I was also attacked by honey bees as a child and had 50 or more stings. I am also tempted to walk my three pass some newly moved hives and see it that would help.
I have never given my family young polk shoots in the spring. So, in only one generation - that tradition was lost. I don't know why, I guess I have always felt that I never got to the young shoots in the spring at the perfect time.
This old Arkie loves Poke salet too. I parboil it in two waters before i cook it. I've fed it to my kids when they were young. and even yet today.(only the very first leaves in the spring) I've never known anyone to even get sick eating young poke salet.
My great grand father was a doctor in Southern Arkansas in the late 1800,s He died from pnumonia caught when driving a buggy to a patients house in a cold rain. It was said he used a lot of herbal medicines he learned from native americans.
I've had polk too (west KY farm roots here) it was always boiled through two changes of waters as well. Fried sounds good...I fry up wild mustard bloom stalks just before they bloom. No flowers, just tight buds. Fry em up till they wilt...ummmm, good!
i found out by accident when i left a milk jug of boiled polk berries under the porch over winter, that it makes a great almost black dye for yarn. the effect is like a raven's wing in the sunlight with flashes of red, blue. i had planned to dye some yarn the same week i cooked it, but something came up and it sat under the porch all winter and thawed out so i decided to take a chance and see what i got. glad i did.
How long has it been dyed now?
Did you fix it - like with heat - maybe in the drier?
I know that they use to use it for ink. It was not very good ink. It would be on paper for a while and then it would disappear. One famious general in the civil war wrote important things that happened in his diary and it was all lost. So I am very curious if it will fade?
Dordee; That was a pretty description of the polk dye. A raven wing!
A mordant is used to fix natural dyes. Depending on what the dye is made from, one might use vinegar, salt, alum or tannin. Alum is generally the most common. Vinegar and salt change the ph of the liquid but aren't really true mordants.

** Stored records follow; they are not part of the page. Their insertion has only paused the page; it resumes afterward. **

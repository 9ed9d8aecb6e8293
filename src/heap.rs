//! Object heap.
//!
//! Objects and arrays live in an arena owned by the heap and are addressed by
//! `ObjectRef` handles. The interpreter copies handles around freely but never
//! owns the storage behind them, reclaiming it is up to the collector.
use std::sync::Arc;

use parking_lot::RwLock;
use tracing::debug;

use crate::error::{Result, RuntimeError};
use crate::monitor::Monitor;
use crate::program::{Class, Field};
use crate::value::Value;

/// Handle to an object or array stored in the heap.
#[derive(Debug, Copy, Clone, PartialEq, Eq, Hash)]
pub struct ObjectRef(u32);

impl ObjectRef {
    pub fn index(&self) -> usize {
        self.0 as usize
    }
}

/// Element type of an array, numbered like the `atype` operand of
/// `newarray` for the primitive ones.
#[derive(Debug, Copy, Clone, PartialEq, Eq)]
pub enum ArrayType {
    Boolean,
    Char,
    Float,
    Double,
    Byte,
    Short,
    Int,
    Long,
    Reference,
}

impl ArrayType {
    /// Decodes the `atype` operand of `newarray`.
    pub fn from_atype(atype: u8) -> Option<Self> {
        match atype {
            4 => Some(Self::Boolean),
            5 => Some(Self::Char),
            6 => Some(Self::Float),
            7 => Some(Self::Double),
            8 => Some(Self::Byte),
            9 => Some(Self::Short),
            10 => Some(Self::Int),
            11 => Some(Self::Long),
            _ => None,
        }
    }

    /// Array type for an element descriptor such as `I` or `Ljava/lang/Object;`.
    pub fn from_descriptor(descriptor: &str) -> Self {
        match descriptor.as_bytes().first() {
            Some(b'Z') => Self::Boolean,
            Some(b'C') => Self::Char,
            Some(b'F') => Self::Float,
            Some(b'D') => Self::Double,
            Some(b'B') => Self::Byte,
            Some(b'S') => Self::Short,
            Some(b'I') => Self::Int,
            Some(b'J') => Self::Long,
            _ => Self::Reference,
        }
    }

    pub const fn descriptor(&self) -> &'static str {
        match self {
            Self::Boolean => "Z",
            Self::Char => "C",
            Self::Float => "F",
            Self::Double => "D",
            Self::Byte => "B",
            Self::Short => "S",
            Self::Int => "I",
            Self::Long => "J",
            Self::Reference => "Ljava/lang/Object;",
        }
    }

    pub fn default_value(&self) -> Value {
        match self {
            Self::Boolean => Value::Bool(false),
            Self::Char => Value::Char(0),
            Self::Float => Value::Float(0.0),
            Self::Double => Value::Double(0.0),
            Self::Byte => Value::Byte(0),
            Self::Short => Value::Short(0),
            Self::Int => Value::Integer(0),
            Self::Long => Value::Long(0),
            Self::Reference => Value::Null,
        }
    }
}

/// Instance of a class.
#[derive(Debug)]
pub struct JavaObject {
    class: Arc<Class>,
    fields: Vec<(Arc<Field>, Value)>,
}

impl JavaObject {
    pub fn class(&self) -> &Arc<Class> {
        &self.class
    }

    fn slot(&self, field: &Field) -> Option<usize> {
        self.fields.iter().position(|(f, _)| {
            std::ptr::eq(f.as_ref(), field)
                || (f.name == field.name && f.class_name == field.class_name)
        })
    }
}

/// Array instance. `descriptor` is the array's own type, `[I` or
/// `[Ljava/lang/String;`.
#[derive(Debug)]
pub struct JavaArray {
    pub descriptor: String,
    pub element_type: ArrayType,
    pub elements: Vec<Value>,
}

#[derive(Debug)]
enum HeapEntry {
    Object(JavaObject),
    Array(JavaArray),
}

#[derive(Debug)]
struct Slot {
    entry: HeapEntry,
    monitor: Arc<Monitor>,
}

#[derive(Debug, Default)]
struct HeapInner {
    slots: Vec<Option<Slot>>,
    free: Vec<u32>,
    live: usize,
}

/// Arena of objects and arrays shared by every thread of the VM.
#[derive(Debug, Default)]
pub struct Heap {
    inner: RwLock<HeapInner>,
    // Maximum number of live entries, unbounded if `None`.
    capacity: Option<usize>,
    // Longest array a single allocation may ask for, unbounded if `None`.
    max_array_length: Option<usize>,
}

impl Heap {
    pub fn new(capacity: Option<usize>) -> Self {
        Self {
            inner: RwLock::new(HeapInner::default()),
            capacity,
            max_array_length: None,
        }
    }

    pub fn with_max_array_length(mut self, limit: Option<usize>) -> Self {
        self.max_array_length = limit;
        self
    }

    /// Number of live objects and arrays.
    pub fn len(&self) -> usize {
        self.inner.read().live
    }

    pub fn is_empty(&self) -> bool {
        self.len() == 0
    }

    fn insert(&self, entry: HeapEntry, reserved: bool) -> Result<ObjectRef> {
        let mut inner = self.inner.write();
        if let Some(capacity) = self.capacity {
            if !reserved && inner.live >= capacity {
                debug!(capacity, "heap exhausted");
                return Err(RuntimeError::OutOfMemory { capacity });
            }
        }
        let slot = Slot {
            entry,
            monitor: Arc::new(Monitor::new()),
        };
        inner.live += 1;
        let index = match inner.free.pop() {
            Some(index) => {
                inner.slots[index as usize] = Some(slot);
                index
            }
            None => {
                inner.slots.push(Some(slot));
                (inner.slots.len() - 1) as u32
            }
        };
        Ok(ObjectRef(index))
    }

    /// Allocates an instance of `class` with the given instance fields set to
    /// their default values.
    pub fn allocate_object(
        &self,
        class: Arc<Class>,
        fields: Vec<Arc<Field>>,
    ) -> Result<ObjectRef> {
        self.allocate_object_inner(class, fields, false)
    }

    /// Same as `allocate_object` but ignores the heap capacity. Used to
    /// materialise `OutOfMemoryError` itself.
    pub fn allocate_reserved_object(
        &self,
        class: Arc<Class>,
        fields: Vec<Arc<Field>>,
    ) -> Result<ObjectRef> {
        self.allocate_object_inner(class, fields, true)
    }

    fn allocate_object_inner(
        &self,
        class: Arc<Class>,
        fields: Vec<Arc<Field>>,
        reserved: bool,
    ) -> Result<ObjectRef> {
        let fields = fields
            .into_iter()
            .map(|f| {
                let value = Value::default_for(f.field_type());
                (f, value)
            })
            .collect();
        self.insert(HeapEntry::Object(JavaObject { class, fields }), reserved)
    }

    /// Allocates an array of `length` default elements. Lengths over the
    /// limit, or that the allocator refuses, fail with `ArrayAllocation`
    /// before any element is built.
    pub fn allocate_array(
        &self,
        element_type: ArrayType,
        descriptor: &str,
        length: usize,
    ) -> Result<ObjectRef> {
        let mut elements = self.reserve_elements(length)?;
        elements.resize(length, element_type.default_value());
        let array = JavaArray {
            descriptor: descriptor.to_string(),
            element_type,
            elements,
        };
        self.insert(HeapEntry::Array(array), false)
    }

    /// Empty backing store with room for `length` elements.
    pub fn reserve_elements(&self, length: usize) -> Result<Vec<Value>> {
        if let Some(limit) = self.max_array_length.filter(|limit| length > *limit) {
            debug!(length, limit, "array too long");
            return Err(RuntimeError::ArrayAllocation { length });
        }
        let mut elements = Vec::new();
        elements
            .try_reserve_exact(length)
            .map_err(|_| RuntimeError::ArrayAllocation { length })?;
        Ok(elements)
    }

    /// Allocates an array initialised with `elements`.
    pub fn allocate_array_from(
        &self,
        element_type: ArrayType,
        descriptor: &str,
        elements: Vec<Value>,
    ) -> Result<ObjectRef> {
        let array = JavaArray {
            descriptor: descriptor.to_string(),
            element_type,
            elements,
        };
        self.insert(HeapEntry::Array(array), false)
    }

    /// Drops the entry behind `r`, the handle must not be used afterwards.
    pub fn free(&self, r: ObjectRef) -> Result<()> {
        let mut inner = self.inner.write();
        match inner.slots.get_mut(r.index()) {
            Some(slot @ Some(_)) => {
                *slot = None;
                inner.live -= 1;
                inner.free.push(r.0);
                Ok(())
            }
            _ => Err(RuntimeError::InvalidHandle(r.0)),
        }
    }

    fn with_entry<T>(&self, r: ObjectRef, f: impl FnOnce(&Slot) -> Result<T>) -> Result<T> {
        let inner = self.inner.read();
        match inner.slots.get(r.index()) {
            Some(Some(slot)) => f(slot),
            _ => Err(RuntimeError::InvalidHandle(r.0)),
        }
    }

    fn with_entry_mut<T>(
        &self,
        r: ObjectRef,
        f: impl FnOnce(&mut Slot) -> Result<T>,
    ) -> Result<T> {
        let mut inner = self.inner.write();
        match inner.slots.get_mut(r.index()) {
            Some(Some(slot)) => f(slot),
            _ => Err(RuntimeError::InvalidHandle(r.0)),
        }
    }

    pub fn is_array(&self, r: ObjectRef) -> Result<bool> {
        self.with_entry(r, |slot| Ok(matches!(slot.entry, HeapEntry::Array(_))))
    }

    /// Runtime class of an object.
    pub fn class_of(&self, r: ObjectRef) -> Result<Arc<Class>> {
        self.with_entry(r, |slot| match &slot.entry {
            HeapEntry::Object(obj) => Ok(Arc::clone(obj.class())),
            HeapEntry::Array(_) => Err(RuntimeError::TypeMismatch {
                expected: "object",
                found: "array",
            }),
        })
    }

    /// Monitor of an object or array. The monitor is handed out so callers
    /// can block on it without holding the heap lock.
    pub fn monitor(&self, r: ObjectRef) -> Result<Arc<Monitor>> {
        self.with_entry(r, |slot| Ok(Arc::clone(&slot.monitor)))
    }

    pub fn get_field(&self, r: ObjectRef, field: &Field) -> Result<Value> {
        self.with_entry(r, |slot| {
            let obj = as_object(&slot.entry)?;
            obj.slot(field)
                .map(|index| obj.fields[index].1.clone())
                .ok_or_else(|| RuntimeError::UnresolvedField {
                    class: obj.class.name().to_string(),
                    name: field.name.clone(),
                })
        })
    }

    pub fn set_field(&self, r: ObjectRef, field: &Field, value: Value) -> Result<()> {
        self.with_entry_mut(r, |slot| {
            let obj = match &mut slot.entry {
                HeapEntry::Object(obj) => obj,
                HeapEntry::Array(_) => {
                    return Err(RuntimeError::TypeMismatch {
                        expected: "object",
                        found: "array",
                    })
                }
            };
            match obj.slot(field) {
                Some(index) => {
                    obj.fields[index].1 = value;
                    Ok(())
                }
                None => Err(RuntimeError::UnresolvedField {
                    class: obj.class.name().to_string(),
                    name: field.name.clone(),
                }),
            }
        })
    }

    /// Looks an instance field up by name, nearest declaration first.
    pub fn get_field_by_name(&self, r: ObjectRef, name: &str) -> Result<Option<Value>> {
        self.with_entry(r, |slot| {
            let obj = as_object(&slot.entry)?;
            Ok(obj
                .fields
                .iter()
                .find(|(f, _)| f.name == name)
                .map(|(_, v)| v.clone()))
        })
    }

    pub fn array_length(&self, r: ObjectRef) -> Result<usize> {
        self.with_entry(r, |slot| Ok(as_array(&slot.entry)?.elements.len()))
    }

    pub fn array_descriptor(&self, r: ObjectRef) -> Result<String> {
        self.with_entry(r, |slot| Ok(as_array(&slot.entry)?.descriptor.clone()))
    }

    /// Reads element `index`, `None` when out of bounds.
    pub fn array_load(&self, r: ObjectRef, index: i32) -> Result<Option<Value>> {
        self.with_entry(r, |slot| {
            let array = as_array(&slot.entry)?;
            Ok(usize::try_from(index)
                .ok()
                .and_then(|i| array.elements.get(i))
                .cloned())
        })
    }

    /// Writes element `index`, returns false without storing when out of
    /// bounds.
    pub fn array_store(&self, r: ObjectRef, index: i32, value: Value) -> Result<bool> {
        self.with_array_mut(r, |array| {
            match usize::try_from(index)
                .ok()
                .and_then(|i| array.elements.get_mut(i))
            {
                Some(element) => {
                    *element = value;
                    Ok(true)
                }
                None => Ok(false),
            }
        })
    }

    /// Runs `f` with shared access to an array.
    pub fn with_array<T>(
        &self,
        r: ObjectRef,
        f: impl FnOnce(&JavaArray) -> Result<T>,
    ) -> Result<T> {
        self.with_entry(r, |slot| f(as_array(&slot.entry)?))
    }

    /// Runs `f` with exclusive access to an array.
    pub fn with_array_mut<T>(
        &self,
        r: ObjectRef,
        f: impl FnOnce(&mut JavaArray) -> Result<T>,
    ) -> Result<T> {
        self.with_entry_mut(r, |slot| match &mut slot.entry {
            HeapEntry::Array(array) => f(array),
            HeapEntry::Object(_) => Err(RuntimeError::TypeMismatch {
                expected: "array",
                found: "object",
            }),
        })
    }

    /// Shallow copy of an array, as done by `Object.clone` on arrays.
    pub fn clone_array(&self, r: ObjectRef) -> Result<ObjectRef> {
        let (element_type, descriptor, elements) = self.with_entry(r, |slot| {
            let array = as_array(&slot.entry)?;
            Ok((array.element_type, array.descriptor.clone(), array.elements.clone()))
        })?;
        self.allocate_array_from(element_type, &descriptor, elements)
    }

    /// Decodes a `java/lang/String` object through its `value` char array.
    pub fn read_string(&self, r: ObjectRef) -> Result<Option<String>> {
        let Some(Value::Array(chars)) = self.get_field_by_name(r, "value")? else {
            return Ok(None);
        };
        self.with_entry(chars, |slot| {
            let units = as_array(&slot.entry)?
                .elements
                .iter()
                .map(|v| v.as_int().map(|c| c as u16))
                .collect::<Result<Vec<_>>>()?;
            Ok(Some(String::from_utf16_lossy(&units)))
        })
    }
}

fn as_object(entry: &HeapEntry) -> Result<&JavaObject> {
    match entry {
        HeapEntry::Object(obj) => Ok(obj),
        HeapEntry::Array(_) => Err(RuntimeError::TypeMismatch {
            expected: "object",
            found: "array",
        }),
    }
}

fn as_array(entry: &HeapEntry) -> Result<&JavaArray> {
    match entry {
        HeapEntry::Array(array) => Ok(array),
        HeapEntry::Object(_) => Err(RuntimeError::TypeMismatch {
            expected: "array",
            found: "object",
        }),
    }
}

I'm guessing since the polk juice used as ink faded, that there wasn't anything mixed with it, as this is characteristic of something not fixed with a mordant. Even fixed natural dyes are not completely colorfast and will fade over time.
!0% alum to weight of fiber and 5% tartaric acid per weight (cream of tartar) This is simmered in a pot of water deep enough to cover the fabric or yarn (wool)
Simmer for about an hour. The fibers can then be dyed or dried for dyeing at a later date.
Cream of tartar is some type of magical stuff. I know of a lot of good uses for it: to make the best of biscuits, two to make homemade play doe at bible school every summer not sticky and now this!!!! I did not know this.
Just curious: Okay also impressed too that well--- How did you know this?
Do you grow your own sheep? Cut your own wool? Spin your own wool?
I dye fabric.
I've not used the natural dyes, as what I do, the synthetics are better suited, but still know the basics.
I'm not a needlecrafter, but have friends who are. I've got some natural yarn being delivered today in fact. I'll dye it with acid dyes which are well-suited for protein fibers. The image is some silk and wool scarves that I dyed recently for gifts.
I like the one on the far left. The colors reminds me of my mother's peacocks.
I tried dying, when I was a teenager, I was wore out and the place looked like a tornado hit the house, I had yarn every where strung up.
I did not give up though, I went down to the Smoky mountians to Gatlinburg when I was very young, on my honey moon. On the streets they had all these crafts people. One was doing tie dye. I thought, oh that would be something I would want to do. By the time she got done explaining - my eyes were cross, my brain was spinning, and I was weak in the knees. I had no idea it was that complicated.
So I just purchased a skirt from her. I still have it.
You have my respect - when it comes to this craft.